Amounts set aside under Section 457(f) plans must be included in the executive’s taxable compensation once the amounts are no longer subject to a “substantial risk of forfeiture,” for instance upon completion of a vesting schedule. Due to the requirement that income inclusion/taxation occur when the risk of forfeiture lapses, Section 457(f) plans generally work best when retirement is in the fairly near future (e.g., 2 to 7 years out), and where vesting occurs on or near the anticipated retirement date.
Traditionally it was not uncommon under Section 457(f) plans for organizations to push back a previously established vesting date, to allow the executive to work additional years for the organization without triggering taxation of their plan accounts. This practice of “rolling vesting” was popular for the planning flexibility it allowed. Another popular practice under Section 457(f) plans was to use a covenant not to compete to prolong the substantial risk of forfeiture (and hence postpone taxation) for several years after an executive’s departure.
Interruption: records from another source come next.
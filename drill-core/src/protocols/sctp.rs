//! SCTP packets, chunks, and parameters as exchanged with the stack under
//! test.

mod sctp_parsing;
pub use sctp_parsing::{ParseError, SctpPacket, COMMON_HEADER_OCTETS};

pub mod chunks;
pub use chunks::{
    chunk_name, chunk_type_by_name, data_flags, CookieEchoChunk, DataChunk, ErrorChunk,
    HeartbeatChunk, InitChunk, ReconfigChunk, SackChunk, SctpChunk, ShutdownChunk,
    DATA_CHUNK_HEADER_OCTETS, FLAG_T_BIT,
};

pub mod parameters;
pub use parameters::{ErrorCause, ReconfigParameter, SctpParameter, RECONFIG_RESULT_PERFORMED};
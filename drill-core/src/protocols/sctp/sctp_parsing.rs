use super::chunks::SctpChunk;
use crate::protocols::utility::{padded_to_word, BytesExt, Crc32c};
use thiserror::Error as ThisError;

/// The number of bytes in the SCTP common header
pub const COMMON_HEADER_OCTETS: usize = 12;

/// An SCTP packet: the common header followed by its chunks, RFC 9260 s3.
#[derive(Debug, Clone, PartialEq, Eq, Hash)]
pub struct SctpPacket {
    pub src_port: u16,
    pub dst_port: u16,
    pub verification_tag: u32,
    /// The CRC32c as read from or last written to the wire
    pub checksum: u32,
    pub chunks: Vec<SctpChunk>,
}

impl SctpPacket {
    pub fn new(src_port: u16, dst_port: u16, verification_tag: u32, chunks: Vec<SctpChunk>) -> Self {
        let mut packet = Self {
            src_port,
            dst_port,
            verification_tag,
            checksum: 0,
            chunks,
        };
        packet.checksum = packet.compute_checksum();
        packet
    }

    /// Parses a whole SCTP packet and checks its CRC32c.
    pub fn from_bytes(packet: &[u8]) -> Result<Self, ParseError> {
        const HTS: ParseError = ParseError::HeaderTooShort;
        let mut header = packet.iter().cloned();
        let src_port = header.next_u16_be().ok_or(HTS)?;
        let dst_port = header.next_u16_be().ok_or(HTS)?;
        let verification_tag = header.next_u32_be().ok_or(HTS)?;
        let expected_checksum = u32::from_le_bytes(header.next_n::<4>().ok_or(HTS)?);

        let mut crc = Crc32c::new();
        crc.add_bytes(packet[..8].iter().cloned());
        crc.add_bytes([0u8; 4]);
        crc.add_bytes(packet[COMMON_HEADER_OCTETS..].iter().cloned());
        let actual_checksum = crc.as_u32();
        if actual_checksum != expected_checksum {
            Err(ParseError::Checksum {
                actual: actual_checksum,
                expected: expected_checksum,
            })?
        }

        let mut chunks = vec![];
        let mut offset = COMMON_HEADER_OCTETS;
        while offset + 4 <= packet.len() {
            let chunk_type = packet[offset];
            let flags = packet[offset + 1];
            let length = u16::from_be_bytes([packet[offset + 2], packet[offset + 3]]) as usize;
            if length < 4 || offset + length > packet.len() {
                Err(ParseError::ChunkTooShort)?
            }
            chunks.push(SctpChunk::decode(
                chunk_type,
                flags,
                &packet[offset + 4..offset + length],
            )?);
            offset += padded_to_word(length);
        }

        Ok(Self {
            src_port,
            dst_port,
            verification_tag,
            checksum: expected_checksum,
            chunks,
        })
    }

    fn serialize_with_checksum(&self, checksum: u32) -> Vec<u8> {
        let mut out = Vec::with_capacity(COMMON_HEADER_OCTETS);
        out.extend_from_slice(&self.src_port.to_be_bytes());
        out.extend_from_slice(&self.dst_port.to_be_bytes());
        out.extend_from_slice(&self.verification_tag.to_be_bytes());
        out.extend_from_slice(&checksum.to_le_bytes());
        for chunk in &self.chunks {
            chunk.serialize_into(&mut out);
        }
        out
    }

    /// Computes the CRC32c over the packet as it currently stands.
    pub fn compute_checksum(&self) -> u32 {
        let mut crc = Crc32c::new();
        crc.add_bytes(self.serialize_with_checksum(0));
        crc.as_u32()
    }

    /// Recomputes the checksum after header or chunk fields were rewritten.
    pub fn refresh_checksum(&mut self) {
        self.checksum = self.compute_checksum();
    }

    pub fn serialize(&self) -> Vec<u8> {
        self.serialize_with_checksum(self.checksum)
    }

    /// The on-wire length of the packet including chunk padding.
    pub fn len(&self) -> usize {
        COMMON_HEADER_OCTETS
            + self
                .chunks
                .iter()
                .map(|chunk| padded_to_word(chunk.length() as usize))
                .sum::<usize>()
    }

    pub fn is_empty(&self) -> bool {
        self.chunks.is_empty()
    }
}

#[derive(Debug, ThisError, Clone, Copy, PartialEq, Eq)]
pub enum ParseError {
    #[error("Too few bytes to constitute an SCTP common header")]
    HeaderTooShort,
    #[error("A chunk is shorter than its type requires or runs past the packet")]
    ChunkTooShort,
    #[error("A parameter is shorter than its type requires")]
    ParameterTooShort,
    #[error("Required parameter {0} is missing")]
    MissingParameter(u16),
    #[error("Unknown re-configuration parameter {0}")]
    UnknownReconfigParameter(u16),
    #[error(
        "The computed CRC32c {actual:#010x} did not match the header checksum {expected:#010x}"
    )]
    Checksum { actual: u32, expected: u32 },
}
Both of these practices – “rolling” vesting, and use of covenants not to compete, came under a cloud, however, when the Congress passed legislation in 2005 that included a comprehensive set of rules governing nonqualified compensation plans. The rules, codified at Section 409A of the Code, were passed due to perceived and actual abuses of deferred compensation plans (for instance, the Enron executives triggered acceleration clauses under their plans when they foresaw the company’s demise). Section 409A disallowed acceleration clauses and imposed a plethora of other design restrictions on nonqualified deferred compensation. Section 409A was expressly made applicable to Section 457(f) plans, but final regulations issued in 2007 did not fully explain the intersection of Sections 409A and 457(f). Separate guidance, in the form of Notice 2007-62, suggested that when formal guidance did issue, it would not recognize rolling vesting as a legitimate tax deferral measures. Final Section 409A regulations expressly disallowed covenants not to compete as means of creating a substantial risk of forfeiture. Therefore, for nine years, risk-averse sponsors of Section 457(f) plans have avoided rolling vesting and covenants not to compete, and have accustomed themselves to the stricter, post-Enron plan design rules.
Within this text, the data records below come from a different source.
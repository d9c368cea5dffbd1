//! A hand-driven host and a stack that only records what it was asked to do.
//!
//! Together they let a run be stepped through deterministically: tests move
//! the clock with [`Runner::run_until`] and play the stack's part by feeding
//! [`Arrival`](crate::runner::Arrival)s in.

use crate::{
    datagram::TransportProtocol,
    protocols::utility::Endpoint,
    runner::{Runner, RunError, SimHost},
    script::Micros,
    syscalls::{SendRequest, SocketOption, StackUnderTest},
};

/// A clock that only moves when told to.
#[derive(Debug, Clone, Default)]
pub struct ManualHost {
    pub now: Micros,
    /// When the runner wants to be woken up
    pub timer: Option<Micros>,
    /// Serialized datagrams handed to the stack, oldest first
    pub injected: Vec<Vec<u8>>,
}

impl SimHost for ManualHost {
    fn now(&self) -> Micros {
        self.now
    }

    fn schedule_at(&mut self, at: Micros) {
        self.timer = Some(at);
    }

    fn send_inbound_packet(&mut self, bytes: Vec<u8>) {
        self.injected.push(bytes);
    }
}

impl<S: StackUnderTest> Runner<ManualHost, S> {
    /// Fires every timer due up to `until`, then leaves the clock there.
    pub fn run_until(&mut self, until: Micros) -> Result<(), RunError> {
        while let Some(at) = self.host().timer.filter(|at| *at <= until) {
            let host = self.host_mut();
            host.timer = None;
            host.now = host.now.max(at);
            self.on_timer_fired()?;
        }
        let host = self.host_mut();
        host.now = host.now.max(until);
        Ok(())
    }
}

/// One call made on a [`RecordingStack`].
#[derive(Debug, Clone, PartialEq, Eq)]
pub enum StackCall {
    Open(TransportProtocol),
    Bind(Endpoint),
    Listen(u32),
    Connect(Endpoint),
    Accept,
    Send(SendRequest),
    SendTo(Endpoint, Vec<u8>),
    RecvRequest,
    Close,
    Shutdown,
    SetOption(SocketOption),
}

#[derive(Debug, Clone, Default)]
pub struct RecordingStack {
    pub calls: Vec<StackCall>,
    /// Reported by [`StackUnderTest::stream_counts`]
    pub streams: (u16, u16),
}

impl RecordingStack {
    pub fn options(&self) -> Vec<SocketOption> {
        self.calls
            .iter()
            .filter_map(|call| match call {
                StackCall::SetOption(option) => Some(option.clone()),
                _ => None,
            })
            .collect()
    }

    pub fn sent(&self) -> Vec<&SendRequest> {
        self.calls
            .iter()
            .filter_map(|call| match call {
                StackCall::Send(request) => Some(request),
                _ => None,
            })
            .collect()
    }
}

impl StackUnderTest for RecordingStack {
    fn open(&mut self, protocol: TransportProtocol) {
        self.calls.push(StackCall::Open(protocol));
    }

    fn bind(&mut self, local: Endpoint) {
        self.calls.push(StackCall::Bind(local));
    }

    fn listen(&mut self, backlog: u32) {
        self.calls.push(StackCall::Listen(backlog));
    }

    fn connect(&mut self, remote: Endpoint) {
        self.calls.push(StackCall::Connect(remote));
    }

    fn accept(&mut self) {
        self.calls.push(StackCall::Accept);
    }

    fn send(&mut self, request: SendRequest) {
        self.calls.push(StackCall::Send(request));
    }

    fn send_to(&mut self, remote: Endpoint, data: Vec<u8>) {
        self.calls.push(StackCall::SendTo(remote, data));
    }

    fn recv_request(&mut self) {
        self.calls.push(StackCall::RecvRequest);
    }

    fn close(&mut self) {
        self.calls.push(StackCall::Close);
    }

    fn shutdown(&mut self) {
        self.calls.push(StackCall::Shutdown);
    }

    fn set_option(&mut self, option: SocketOption) {
        self.calls.push(StackCall::SetOption(option));
    }

    fn stream_counts(&self) -> (u16, u16) {
        self.streams
    }
}
fn setsockopt(call: &mut Call<'_>) -> Result<Outcome, DispatchError> {
    call.int(0)?;
    let level = call.int(1)?;
    let name = call.int(2)?;
    if call.returns_error() {
        return Ok(Outcome::Done);
    }
    if Some(level) != call.symbols.lookup("IPPROTO_SCTP") {
        Err(DispatchError::UnsupportedOption(level))?
    }
    let Some(option) = socket_option(call, name)? else {
        return Ok(Outcome::Done);
    };
    call.stack.set_option(option);
    Ok(Outcome::Done)
}

fn narrow<T: TryFrom<i64>>(call: &Call<'_>, value: Option<i64>) -> Result<Option<T>, DispatchError> {
    value
        .map(|value| {
            T::try_from(value).map_err(|_| DispatchError::BadArgument {
                name: call.name,
                index: 3,
                reason: format!("{value} is out of range"),
            })
        })
        .transpose()
}

/// Reads the option value argument of `setsockopt`. Plain integers are
/// accepted and ignored.
fn socket_option(call: &Call<'_>, name: i64) -> Result<Option<SocketOption>, DispatchError> {
    let value = call.arg(3)?;
    let named = |symbol| call.symbols.lookup(symbol) == Some(name);
    Ok(Some(match value {
        Expression::SctpInitmsg(init) => SocketOption::InitMsg {
            outbound_streams: narrow(call, call.member(&init.sinit_num_ostreams)?)?,
            inbound_streams: narrow(call, call.member(&init.sinit_max_instreams)?)?,
            max_attempts: narrow(call, call.member(&init.sinit_max_attempts)?)?,
            max_init_timeout: narrow(call, call.member(&init.sinit_max_init_timeo)?)?,
        },
        Expression::SctpRtoInfo(rto) => SocketOption::RtoInfo {
            initial: narrow(call, call.member(&rto.srto_initial)?)?,
            max: narrow(call, call.member(&rto.srto_max)?)?,
            min: narrow(call, call.member(&rto.srto_min)?)?,
        },
        Expression::SctpSackInfo(sack) => SocketOption::SackInfo {
            delay: narrow(call, call.member(&sack.sack_delay)?)?,
            frequency: narrow(call, call.member(&sack.sack_freq)?)?,
        },
        Expression::SctpPeerAddrParams(params) => {
            let flags = call.member(&params.spp_flags)?.unwrap_or(0);
            let has = |symbol| {
                call.symbols
                    .lookup(symbol)
                    .map_or(false, |bit| flags & bit != 0)
            };
            let heartbeat = if has("SPP_HB_DISABLE") {
                Some(false)
            } else if has("SPP_HB_ENABLE") {
                Some(true)
            } else {
                None
            };
            let positive = |value: Option<i64>| value.filter(|value| *value > 0);
            SocketOption::PeerAddrParams {
                heartbeat,
                heartbeat_interval: narrow(call, positive(call.member(&params.spp_hbinterval)?))?,
                path_max_retransmissions: narrow(
                    call,
                    positive(call.member(&params.spp_pathmaxrxt)?),
                )?,
            }
        }
        Expression::SctpAssocParams(params) => SocketOption::AssocParams {
            max_retransmissions: narrow(call, call.member(&params.sasoc_asocmaxrxt)?)?,
        },
        Expression::SctpAssocVal(assoc) => {
            let value = narrow(call, call.member(&assoc.assoc_value)?)?.unwrap_or(0);
            if named("SCTP_MAX_BURST") {
                SocketOption::MaxBurst(value)
            } else if named("SCTP_MAXSEG") {
                SocketOption::MaxSegment(value)
            } else if named("SCTP_ENABLE_STREAM_RESET") {
                SocketOption::EnableStreamReset(value)
            } else {
                Err(DispatchError::UnsupportedOption(name))?
            }
        }
        Expression::SctpResetStreams(reset) => {
            let flags = call.member(&reset.srs_flags)?.unwrap_or(0);
            let flag = |symbol| call.symbols.lookup(symbol).unwrap_or(0);
            let (incoming_bit, outgoing_bit) = (
                flag("SCTP_STREAM_RESET_INCOMING"),
                flag("SCTP_STREAM_RESET_OUTGOING"),
            );
            let streams = match &reset.srs_stream_list {
                Expression::List(items) => items
                    .iter()
                    .map(|item| narrow(call, call.member(item)?).map(Option::unwrap_or_default))
                    .collect::<Result<Vec<u16>, _>>()?,
                _ => vec![],
            };
            SocketOption::ResetStreams {
                incoming: flags & incoming_bit != 0,
                outgoing: flags & outgoing_bit != 0,
                streams,
            }
        }
        Expression::SctpAddStreams(add) => SocketOption::AddStreams {
            inbound: narrow(call, call.member(&add.sas_instrms)?)?.unwrap_or(0),
            outbound: narrow(call, call.member(&add.sas_outstrms)?)?.unwrap_or(0),
        },
        Expression::List(items) if items.len() == 1 => {
            let value = items[0]
                .integer()
                .ok_or_else(|| DispatchError::BadArgument {
                    name: call.name,
                    index: 3,
                    reason: format!("expected an integer, got {}", items[0].kind_name()),
                })?;
            if named("SCTP_NODELAY") {
                SocketOption::NoDelay(value != 0)
            } else if named("SCTP_RESET_ASSOC") {
                SocketOption::ResetAssoc
            } else {
                Err(DispatchError::UnsupportedOption(name))?
            }
        }
        Expression::Integer(_) => return Ok(None),
        _ => Err(DispatchError::UnsupportedOption(name))?,
    }))
}
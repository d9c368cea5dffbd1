use drill::cli::initialize_from_arguments;
use std::process::ExitCode;

#[tokio::main]
async fn main() -> ExitCode {
    println!("drill v{}", env!("CARGO_PKG_VERSION"));
    match initialize_from_arguments().await {
        Ok(()) => ExitCode::SUCCESS,
        Err(e) => {
            eprintln!("{e}");
            ExitCode::FAILURE
        }
    }
}
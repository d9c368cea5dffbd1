//! Parsing of test scripts.
//!
//! A script is an optional block of `--name=value` options followed by one
//! event per line: a time, then a packet, a syscall, or a backquoted
//! command. `//` starts a comment.
//!
//! ```text
//! --tolerance_usecs=10000
//! 0   socket(..., SOCK_STREAM, IPPROTO_TCP) = 3
//! +0  bind(3, ..., ...) = 0
//! +0  listen(3, 1) = 0
//! +0  < S 0:0(0) win 32792 <mss 1000,sackOK,nop,nop,nop,wscale 7>
//! +0  > S. 0:0(0) ack 1 <...>
//! ```
//!
//! Errors name the line they were found on. Semantic checks, such as a
//! field value out of range, stop the parse with their own message rather
//! than a syntax error.

mod core_parser;
mod packet_parser;
mod parser;
mod parsing_data;
mod sctp_parser;
mod syscall_parser;

pub use parser::{event_time, parse_script, parse_script_with};
pub use parsing_data::{ParseContext, ParseError, ParseErrorKind};
//! Syscall events, `accept(3, ..., ...) = 4`, and the expressions in them.

use super::{
    core_parser::{ellipsis, integer, quoted, seconds, sym, word, ws},
    parsing_data::{semantic, Res},
};
use drill_core::{
    expression::{
        SctpAddStreams, SctpAssocParams, SctpAssocVal, SctpInitmsg, SctpPeerAddrParams,
        SctpResetStreams, SctpRtoInfo, SctpSackInfo, SctpSndRcvInfo, SctpStatus,
    },
    script::SyscallSpec,
    Expression,
};
use nom::{
    branch::alt,
    bytes::complete::take_until,
    character::complete::{char, space0},
    combinator::{map, opt, value},
    multi::{fold_many0, separated_list0, separated_list1},
    sequence::{delimited, pair, preceded, separated_pair},
};

/// `[...end] name(args) = result [ERRNO] [(note)]`
pub fn syscall(input: &str) -> Res<&str, SyscallSpec> {
    let (input, end_time) = opt(preceded(pair(space0, ellipsis), seconds))(input)?;
    let (input, name) = ws(word)(input)?;
    let (input, arguments) = delimited(
        sym('('),
        separated_list0(sym(','), expression),
        sym(')'),
    )(input)?;
    let (input, result) = preceded(sym('='), expression)(input)?;
    let (input, errno) = opt(ws(word))(input)?;
    let (input, note) = opt(ws(delimited(char('('), take_until(")"), char(')'))))(input)?;
    Ok((
        input,
        SyscallSpec {
            name: name.to_string(),
            arguments,
            result,
            errno: errno.map(str::to_string),
            note: note.map(|note: &str| note.trim().to_string()),
            end_time,
        },
    ))
}

/// Terms joined with `|`.
pub fn expression(input: &str) -> Res<&str, Expression> {
    let (input, first) = ws(term)(input)?;
    fold_many0(
        preceded(char('|'), ws(term)),
        move || first.clone(),
        |lhs, rhs| Expression::Binary("|".to_string(), Box::new(lhs), Box::new(rhs)),
    )(input)
}

fn term(input: &str) -> Res<&str, Expression> {
    alt((
        value(Expression::Ellipsis, ellipsis),
        map(integer, Expression::Integer),
        map(word, |word| Expression::Word(word.to_string())),
        map(quoted, |string| Expression::String(string.to_string())),
        map(
            delimited(sym('['), separated_list0(sym(','), expression), sym(']')),
            Expression::List,
        ),
        structure,
    ))(input)
}

/// `{member=value, ...}`. Which socket option structure is meant follows
/// from the member names.
fn structure(input: &str) -> Res<&str, Expression> {
    let (rest, members) = delimited(
        sym('{'),
        separated_list1(sym(','), separated_pair(ws(word), char('='), expression)),
        sym('}'),
    )(input)?;
    let members = members
        .into_iter()
        .map(|(member, value)| (member.to_string(), value))
        .collect();
    match option_structure(members) {
        Some(structure) => Ok((rest, structure)),
        None => semantic(input, "unrecognized structure members"),
    }
}

/// Picks the first structure that has every member named.
fn option_structure(members: Vec<(String, Expression)>) -> Option<Expression> {
    macro_rules! first_fit {
        ($($kind:ident),+) => {
            $(
                if members.iter().all(|(member, _)| $kind::MEMBERS.contains(&member.as_str())) {
                    return $kind::from_members(members)
                        .ok()
                        .map(|structure| Expression::$kind(Box::new(structure)));
                }
            )+
        };
    }
    first_fit!(
        SctpInitmsg,
        SctpRtoInfo,
        SctpSackInfo,
        SctpAssocVal,
        SctpAssocParams,
        SctpPeerAddrParams,
        SctpStatus,
        SctpSndRcvInfo,
        SctpResetStreams,
        SctpAddStreams
    );
    None
}

/// `` `command` ``
pub fn command(input: &str) -> Res<&str, &str> {
    delimited(char('`'), take_until("`"), char('`'))(input)
}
As explained in the chart below, the proposed 457 regulations have resurrected rolling vesting, and also permit a covenant not to compete to create a substantial risk of forfeiture, subject in both instances to some tricky prerequisites. This added design flexibility for 457(f) plans is good news for non-profit organizations, which increasingly must compete for talent with for-profit organizations.
Also welcome is an updated definition of “substantial risk of forfeiture” which harmonizes with the Section 409A definition. Specifically, compensation is subject to a substantial risk of forfeiture under 457(f) when entitlement to it is conditioned upon:
- the performance of substantial services (generally at least 2 years, unless earlier terminated by death, disability, or involuntary termination, including for “good reason”), or
- the occurrence of a condition that is related to the purpose of the compensation, (such as a performance goal for the employee, or to the employer’s tax-exempt or governmental activities (such as completion of a funding campaign).
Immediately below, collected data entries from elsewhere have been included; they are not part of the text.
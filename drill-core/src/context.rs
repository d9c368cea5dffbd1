//! State learned while a script runs.
//!
//! The stack under test picks its own initial sequence numbers, tags and
//! TSNs. Scripts are written as if those were known in advance, so the
//! comparator records what the stack actually chose and the builders use it
//! to rewrite injected packets into the stack's number space.

use crate::{config::Config, script::Micros};
use rustc_hash::FxHashMap;

/// Run-scoped state shared by the builders and the comparator.
#[derive(Debug, Clone, Default)]
pub struct RunContext {
    pub config: Config,
    /// Current simulated time
    pub now: Micros,
    pub(crate) ip_id_inbound: u16,
    pub(crate) ip_id_outbound: u16,

    // TCP
    /// The live initial sequence number of the stack's SYN
    pub rel_seq_out: u32,
    /// Last timestamp value the stack sent, echoed in injected segments
    pub peer_ts_val: u32,
    pub peer_window: u16,

    // SCTP
    /// The tag the stack must put on its packets
    pub local_vtag: u32,
    /// The tag the stack chose, put on injected packets
    pub peer_vtag: u32,
    /// The initial TSN the script expected from the stack
    pub init_local_tsn: u32,
    /// The initial TSN the script uses for injected data
    pub init_peer_tsn: u32,
    /// Live minus scripted TSN of the stack's DATA
    pub local_diff_tsn: u32,
    pub local_cum_tsn: u32,
    pub peer_cum_tsn: u32,
    pub peer_in_streams: u16,
    pub peer_out_streams: u16,
    /// State cookie from the stack's INIT ACK
    pub peer_cookie: Vec<u8>,
    /// Heartbeat information from the stack's last HEARTBEAT
    pub peer_heartbeat_info: Vec<u8>,
    /// Scripted RE-CONFIG request sequence numbers mapped to live ones
    pub seq_num_map: FxHashMap<u32, u32>,
}

impl RunContext {
    pub fn new(config: Config) -> Self {
        Self {
            config,
            ..Default::default()
        }
    }

    /// The identification for the next injected datagram.
    pub fn next_inbound_ip_id(&mut self) -> u16 {
        let id = self.ip_id_inbound;
        self.ip_id_inbound = self.ip_id_inbound.wrapping_add(1);
        id
    }

    /// The identification the stack should use on its next datagram.
    pub fn next_outbound_ip_id(&mut self) -> u16 {
        let id = self.ip_id_outbound;
        self.ip_id_outbound = self.ip_id_outbound.wrapping_add(1);
        id
    }

    /// Translates a scripted request sequence number, if a live one was
    /// learned for it.
    pub fn mapped_seq_num(&self, scripted: u32) -> Option<u32> {
        self.seq_num_map.get(&scripted).copied()
    }
}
As under 409A, there is no SROF if the facts and circumstances suggest that the employer is unlikely to enforce the forfeiture condition. Relevant facts and circumstances include the employer’s past practices in enforcing (or not enforcing) forfeitures, the level of the benefitted executive’s control of or influence over the organization, and the likelihood that the conditions would be enforceable under applicable law.
The proposed 457 regulations may be relied upon until the effective date (the “applicability date”) of the final regulations, which will follow their publication in the Federal Register. Transition relief applies only to certain union and governmental plans, such that risk-averse plan sponsors should consider taking steps to voluntarily comply with the proposed regulations in advance of the applicability date.
Finally, compensation for the non-profit executive must meet reasonableness standards or it will potentially trigger excise taxes under Code Section 4958. This standard applies to deferred compensation amounts, and increases in those amounts, including, arguably, the minimum increase necessary under the new rolling risk of forfeiture rules.